DPolG weist Drohung kommunaler Arbeitgeberverbände mit Stellenabbau zurück – Gewerkschaften lassen sich nicht einschüchtern!


Die DEUTSCHE POLIZEIGEWERKSCHAFT (DPolG) hat die Drohung kommunaler Arbeitgeberverbände mit Stellenabbau zurück gewiesen und bekräftigt, dass die Gewerkschaften an ihrer Forderung nach einer Einkommenserhöhung von 8 Prozent festhalten werden.

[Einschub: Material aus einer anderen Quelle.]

use std::rc::Rc;

use crate::{error::report, interpreter::scope::Context, span::Span};

/// The ways evaluation can fail.
#[derive(Debug, Clone, PartialEq, Eq)]
pub enum RuntimeErrorKind {
    /// A name was read that no enclosing scope defines.
    UndefinedVariable(String),
    /// An operator was applied to operands it does not support.
    IllegalOperation(String),
    /// Division by an integer or floating-point zero.
    DivisionByZero,
    /// A function was called with the wrong number of arguments.
    ArityMismatch {
        /// Name of the called function.
        function: String,
        /// Number of declared parameters.
        expected: usize,
        /// Number of arguments supplied.
        found:    usize,
    },
    /// The callee of a call expression is not a function.
    NotCallable(String),
    /// String indexing outside `0..len`.
    IndexOutOfRange {
        /// The requested index.
        index: i64,
        /// Length of the string, in characters.
        len:   usize,
    },
    /// An expression that yields nothing was used where a value is needed.
    MissingValue,
    /// Integer arithmetic overflowed 64 bits.
    Overflow,
    /// Evaluation nested deeper than the given limit, usually through
    /// unbounded recursion.
    StackOverflow(usize),
}

impl RuntimeErrorKind {
    /// Human-readable error category.
    #[must_use]
    pub const fn name(&self) -> &'static str {
        match self {
            Self::UndefinedVariable(_) => "Undefined Variable",
            Self::IllegalOperation(_) => "Illegal Operation",
            Self::DivisionByZero => "Division By Zero",
            Self::ArityMismatch { .. } => "Arity Mismatch",
            Self::NotCallable(_) => "Not Callable",
            Self::IndexOutOfRange { .. } => "Index Out Of Range",
            Self::MissingValue => "Missing Value",
            Self::Overflow => "Integer Overflow",
            Self::StackOverflow(_) => "Stack Overflow",
        }
    }

    /// Human-readable error description.
    #[must_use]
    pub fn details(&self) -> String {
        match self {
            Self::UndefinedVariable(name) => format!("'{name}' is not defined"),
            Self::IllegalOperation(details) => details.clone(),
            Self::DivisionByZero => "Division by zero".to_string(),
            Self::ArityMismatch { function,
                                  expected,
                                  found, } => {
                let (count, direction) = if found > expected {
                    (found - expected, "too many")
                } else {
                    (expected - found, "too few")
                };
                format!("{count} {direction} args passed into '{function}'")
            },
            Self::NotCallable(what) => format!("{what} is not a function"),
            Self::IndexOutOfRange { index, len } => {
                format!("index {index} is out of range for a string of length {len}")
            },
            Self::MissingValue => "expression produced no value".to_string(),
            Self::Overflow => "integer overflow while computing result".to_string(),
            Self::StackOverflow(limit) => format!("maximum recursion depth {limit} exceeded"),
        }
    }
}

/// A failure raised while evaluating an expression.
///
/// Besides the offending span, a runtime error keeps the evaluation frame it
/// was raised in. Walking that frame's parents yields the traceback.
#[derive(Debug, Clone, thiserror::Error)]
#[error("{}: {}", .kind.name(), .kind.details())]
pub struct RuntimeError {
    /// What went wrong.
    pub kind:    RuntimeErrorKind,
    /// The expression that failed.
    pub span:    Span,
    /// The frame the failure happened in.
    pub context: Option<Rc<Context>>,
}

impl RuntimeError {
    /// Creates a runtime error raised in `context`.
    #[must_use]
    pub const fn new(kind: RuntimeErrorKind, span: Span, context: Option<Rc<Context>>) -> Self {
        Self { kind,
               span,
               context }
    }

    /// Attaches `context` unless the error already knows its frame.
    #[must_use]
    pub fn or_context(mut self, context: &Rc<Context>) -> Self {
        if self.context.is_none() {
            self.context = Some(Rc::clone(context));
        }
        self
    }

    /// Renders the error with its traceback and source excerpt.
    #[must_use]
    pub fn report(&self) -> String {
        report::render_runtime(self)
    }
}
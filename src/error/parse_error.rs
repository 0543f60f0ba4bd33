use crate::{error::report, span::Span};

/// Invalid syntax: the token stream does not match the grammar.
///
/// The message always reads "Expected ..." and names what the innermost rule
/// that made progress was looking for.
#[derive(Debug, Clone, PartialEq, Eq, thiserror::Error)]
#[error("Invalid Syntax: {message}")]
pub struct ParseError {
    /// Description of what was expected.
    pub message: String,
    /// The offending token(s).
    pub span:    Span,
}

impl ParseError {
    /// Creates a new syntax error.
    #[must_use]
    pub fn new(message: impl Into<String>, span: Span) -> Self {
        Self { message: message.into(),
               span }
    }

    /// Renders the error with its file/line header and source excerpt.
    #[must_use]
    pub fn report(&self) -> String {
        report::render_static(self, &self.span)
    }
}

In Berlin erklärte der DPolG-Bundesvorsitzende Rainer Wendt:

„Wir lassen uns nicht erpressen. Eine solche Provokation während laufender Tarifverhandlungen lassen wir uns nicht gefallen. Auf einem derart niedrigen Wahlkampfniveau Tarifverhandlungen zu führen ist unangemessen; dafür ist die Lage zu ernst!“

Wendt weist darauf hin, dass im Falle eines angekündigten Stellenabbaus die Kommunen zu schlechten Dienstleistern verkommen, unter deren mangelhafter Personalausstattung vor allem die Bürgerinnen und Bürger unseres Landes zu leiden hätten. Viele Dienstleistungen könnten dann nur noch schlecht oder schlicht gar nicht mehr erbracht werden.

Mit ihrer Haltung gefährden die kommunalen Arbeitgeberverbände selbst die Akzeptanz der kommunalen Selbstverwaltung. Ihre Argumentation ist zudem heuchlerisch, weil die Kommunen über verlängerte Arbeitszeiten ohnehin längst einen weiteren Stellenabbau planen, so Wendt.

Angesichts gestiegener Steuereinnahmen sollten die Kommunen ihre Beschäftigen am „Wohlstand“ angemessen teilhaben lassen und sie motivieren anstatt sie bereits zu Beginn der Tarifverhandlungen derart zu provozieren.